From: David Tweed <david.tweed_AT_gmail.com>
Date: Thu, 5 Feb 2009 16:53:24 +0000

On Tue, Feb 3, 2009 at 9:33 PM, Marcin Cieslak <saper_AT_system.pl> wrote:
> I don't like this approach. I have always preferred software that "fails
> fast". As soon as something is wrong - just abort with debugging information
> what went wrong.

I don't think fails fast is incompatible with crash only software but
rather that updating persistent storage should not be this big
monlithic operation that should only be called regularly.

> I see some issues with the approach described in the paper. It assumes that
> the state saved is okay - I think that crashes occur _because_ internal
> state is inconsistent or wrong. Sure, you can dump internal state regularly
> for recovery - but it's like with backups - you never know which one is
> really clean and okay until you try to restore.

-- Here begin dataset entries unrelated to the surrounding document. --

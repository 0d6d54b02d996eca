/// Domain module containing core data types and calendar logic
///
/// This module defines the core entities (CompletionRecord, Habit) and the
/// calendar-day utilities every other layer builds on.

pub mod calendar;
pub mod habit;
pub mod record;
pub mod types;

// Re-export public types for easy access
pub use habit::*;
pub use record::*;
pub use types::*;

use thiserror::Error;

/// Errors that can occur during domain operations
#[derive(Error, Debug)]
pub enum DomainError {
    #[error("Invalid habit name: {0}")]
    InvalidHabitName(String),

    #[error("Invalid date: {0}")]
    InvalidDate(String),

    #[error("Invalid value: {message}")]
    InvalidValue { message: String },
}
/// Stats facade composing the streak and aggregation engines
///
/// This module is the single entry point for every consumer that displays
/// streaks or statistics. All call sites go through `compute_user_stats`
/// (or the ledger-backed `user_stats`), so the same underlying data always
/// yields identical numbers everywhere it is shown.

pub mod aggregate;
pub mod streak;

pub use aggregate::{aggregate_by_day, average_per_active_day, gold_star_day_count, trailing_window_rate};
pub use streak::{streaks, streaks_as_of, StreakResult};

use std::collections::{BTreeSet, HashMap};

use chrono::NaiveDate;
use serde::{Deserialize, Serialize};

use crate::domain::{calendar, CompletionRecord, HabitId, UserId};
use crate::ledger::{CompletionLedger, LedgerError};

/// Days covered by the weekly progress rate
const WEEKLY_WINDOW_DAYS: u32 = 7;

/// Composed statistics read model for one user
///
/// Entirely derived from the completion ledger; never persisted. An empty
/// ledger yields a well-defined all-zero value, not an error.
#[derive(Debug, Clone, PartialEq, Serialize, Deserialize)]
pub struct UserStats {
    /// Number of non-archived habits
    pub total_habits: u32,
    /// Distinct (habit, day) completions across all time
    pub total_completions: u32,
    /// Consecutive days with any habit done, ending today or yesterday
    pub current_streak: u32,
    /// Longest such run anywhere in history
    pub longest_streak: u32,
    /// Days where every active habit was completed
    pub gold_star_days: u32,
    /// Average completions per day with at least one completion
    pub avg_habits_per_day: f64,
    /// Trailing 7-day completion rate, 0-100
    pub weekly_progress: u8,
    /// Days with at least one completion
    pub total_active_days: u32,
    /// Distinct habits completed today
    pub completed_today: u32,
}

impl UserStats {
    /// The all-zero stats for a user with no completion history
    pub fn empty(active_habit_count: u32) -> Self {
        Self {
            total_habits: active_habit_count,
            total_completions: 0,
            current_streak: 0,
            longest_streak: 0,
            gold_star_days: 0,
            avg_habits_per_day: 0.0,
            weekly_progress: 0,
            total_active_days: 0,
            completed_today: 0,
        }
    }
}

/// Compute the full stats read model relative to the current local day
///
/// Pure and deterministic for a fixed day: no I/O, no shared state, safe to
/// call concurrently from any number of contexts.
pub fn compute_user_stats(records: &[CompletionRecord], active_habit_count: u32) -> UserStats {
    compute_user_stats_as_of(records, active_habit_count, calendar::today())
}

/// Compute the full stats read model relative to a pinned "today"
pub fn compute_user_stats_as_of(
    records: &[CompletionRecord],
    active_habit_count: u32,
    today: NaiveDate,
) -> UserStats {
    let aggregate = aggregate_by_day(records);

    // User-level streak: any habit done that day counts.
    let day_set: Vec<NaiveDate> = aggregate.keys().copied().collect();
    let streak = streaks_as_of(&day_set, today);

    UserStats {
        total_habits: active_habit_count,
        total_completions: aggregate.values().sum(),
        current_streak: streak.current,
        longest_streak: streak.longest,
        gold_star_days: gold_star_day_count(&aggregate, active_habit_count),
        avg_habits_per_day: average_per_active_day(&aggregate),
        weekly_progress: trailing_window_rate(
            &aggregate,
            WEEKLY_WINDOW_DAYS,
            active_habit_count,
            today,
        ),
        total_active_days: aggregate.len() as u32,
        completed_today: aggregate.get(&today).copied().unwrap_or(0),
    }
}

/// Compute per-habit streaks relative to the current local day
pub fn habit_streaks(records: &[CompletionRecord]) -> HashMap<HabitId, StreakResult> {
    habit_streaks_as_of(records, calendar::today())
}

/// Compute per-habit streaks relative to a pinned "today"
pub fn habit_streaks_as_of(
    records: &[CompletionRecord],
    today: NaiveDate,
) -> HashMap<HabitId, StreakResult> {
    let mut days_per_habit: HashMap<&HabitId, BTreeSet<NaiveDate>> = HashMap::new();
    for record in records {
        days_per_habit
            .entry(&record.habit_id)
            .or_default()
            .insert(record.date);
    }

    days_per_habit
        .into_iter()
        .map(|(habit_id, days)| {
            let days: Vec<NaiveDate> = days.into_iter().collect();
            (habit_id.clone(), streaks_as_of(&days, today))
        })
        .collect()
}

/// Fetch a user's ledger and compute their stats
///
/// This is the only path with I/O: one fetch per collaborator call, then
/// everything is delegated to the pure functions above. Fetch failures
/// propagate unchanged; there is no retry policy here.
pub fn user_stats<L: CompletionLedger>(
    ledger: &L,
    user_id: &UserId,
) -> Result<UserStats, LedgerError> {
    let records = ledger.fetch_completions(user_id, None)?;
    let active_habit_count = ledger.fetch_active_habit_count(user_id)?;

    tracing::debug!(
        "Computing stats for user {} from {} records ({} active habits)",
        user_id,
        records.len(),
        active_habit_count
    );

    Ok(compute_user_stats(&records, active_habit_count))
}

> I think that authors unnecessarily assume that software components are
> "black boxes" that need to be kept up at all costs. This is not the right

My reading was more to try and avoid the usual software development
"tendency" that developers really don't like to think about things
going wrong, so they spend time on code that feels "positive" like
save routines, etc, and do as little stress testing of things as they
can, and certainly with no regard to the users data when a programming
error manifests. In contrast, if you're focused on making things
robust in the case of a crash, you are actually forced to think about
what can go wrong and how to ameliorate it. I tend to see this as most
appropriate for applications dealing with transient data, eg, editors,
user-modified-website stuff, etc, where you don't want to have
guaranteed prisine data back to the beginning of time but where having
the last day's modifications recoverable (possibly with some risk of
corruption) is preferrable to a program essentially saying "I've
crashed. Your recent data's gone. Deal with it. Here's a core dump for
the developer though."

> Sweeping problems under the carpet is not going to help much...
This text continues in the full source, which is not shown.